Black Swift (code 4), 6-12-21, Edmonds marsh.

Green Heron (code 3), 6-13-21, Edmonds marsh.

Northern Harrier (code 3), 6-18-21, Haines Wharf Park.

Ring-billed Gull (code 3), 7-9-21, Water Street public access.

Baird’s Sandpiper (code 3), 7-30-21, Brackett’s Landing North beach.

Semipalmated Sandpiper (code 3), 7-31-21, Edmonds marsh.

On June 5th, a birder who was at Civic Field in the Edmonds Bowl reported a flyover of five swans. They were flying low and flew over twice. They were silent but he presumed they were Trumpeters. It is an unusual sighting for that time of year. I ran a species map in eBird to see if anyone had reported them there. I found nothing other than a few single swan reports for late May and early June in Western Washington.

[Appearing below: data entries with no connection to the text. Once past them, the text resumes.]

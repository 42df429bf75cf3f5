//! Block assembly: fee-maximizing package selection plus mode-specific
//! coinbase construction.
//!
//! Selection walks two priority sources in parallel: the mempool's
//! ancestor-feerate snapshot and a modified-entry set holding adjusted
//! aggregates for packages whose ancestors were already included. Failed
//! candidates are memoized so stale cached aggregates are never re-used.

use std::cmp::Ordering;
use std::collections::{BTreeSet, HashMap, HashSet};
use std::sync::Arc;

use crate::context::ChainView;
use crate::error::MinerError;
use crate::mempool::{ancestor_score_cmp, MempoolEntry, MempoolView};
use lode_consensus::{
    block_subsidy_hive, block_subsidy_pop_private, block_subsidy_pop_public, block_subsidy_pow,
    next_hive_work_required, next_work_required,
};
use lode_core::script::opcodes::{OP_RETURN, OP_TRUE};
use lode_core::{
    block_merkle_root, block_witness_merkle_root, witness_commitment, Amount, Block, BlockHeader,
    ConsensusParams, Script, Transaction, TxId, TxIn, TxOut, COINBASE_SIGOPS_RESERVE,
    COINBASE_WEIGHT_RESERVE, MAX_BLOCK_SIGOPS_COST, MAX_BLOCK_WEIGHT, PROTOCOL_VERSION,
    WITNESS_COMMITMENT_TAG, WITNESS_SCALE_FACTOR,
};
use tracing::{debug, info, warn};

/// Give up after this many consecutive admission failures near a full block.
pub const MAX_CONSECUTIVE_FAILURES: u64 = 1000;

/// Which kind of block to assemble.
#[derive(Clone, Debug)]
pub enum BlockMode {
    /// Standard nonce-searched block.
    Pow,
    /// Hive block carrying the given proof script in coinbase `vout[0]`.
    Hive(Script),
    /// Pop block carrying the given proof script in coinbase `vout[0]`.
    Pop(Script),
}

impl BlockMode {
    fn suppresses_dcts(&self) -> bool {
        !matches!(self, BlockMode::Pow)
    }
}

We had a report of a Great Horned Owl (code 4) hooting about 10:30 pm, July 28th, in the Soundview Place neighborhood north of downtown Edmonds. My thinking is that it is the same owl that is infrequently heard calling in the Seaview neighborhood and that it is either a lone bird or one of a pair that has a territory that includes these two neighborhoods and Southwest County Park. A couple of years ago, before we had birder reports of a Great Horned owl calling in these parts of north Edmonds, a homeowner at the north end of Soundview Place had told me they were frequently hearing an owl at night and they thought it was a Great Horned. None had been reported in the city for a number of years so I provided my email address and asked for a recording next time the owl was heard. The homeowner agreed but then never provided followup information.

There were 28 Western Grebes on the waters off of Haines Wharf Park on July 31st. It is the only July report in eBird for this species in Edmonds or Snohomish County. The number seems to represent a first return of migrating Western Grebes to their usual wintering location between Edmonds and Whidbey Island.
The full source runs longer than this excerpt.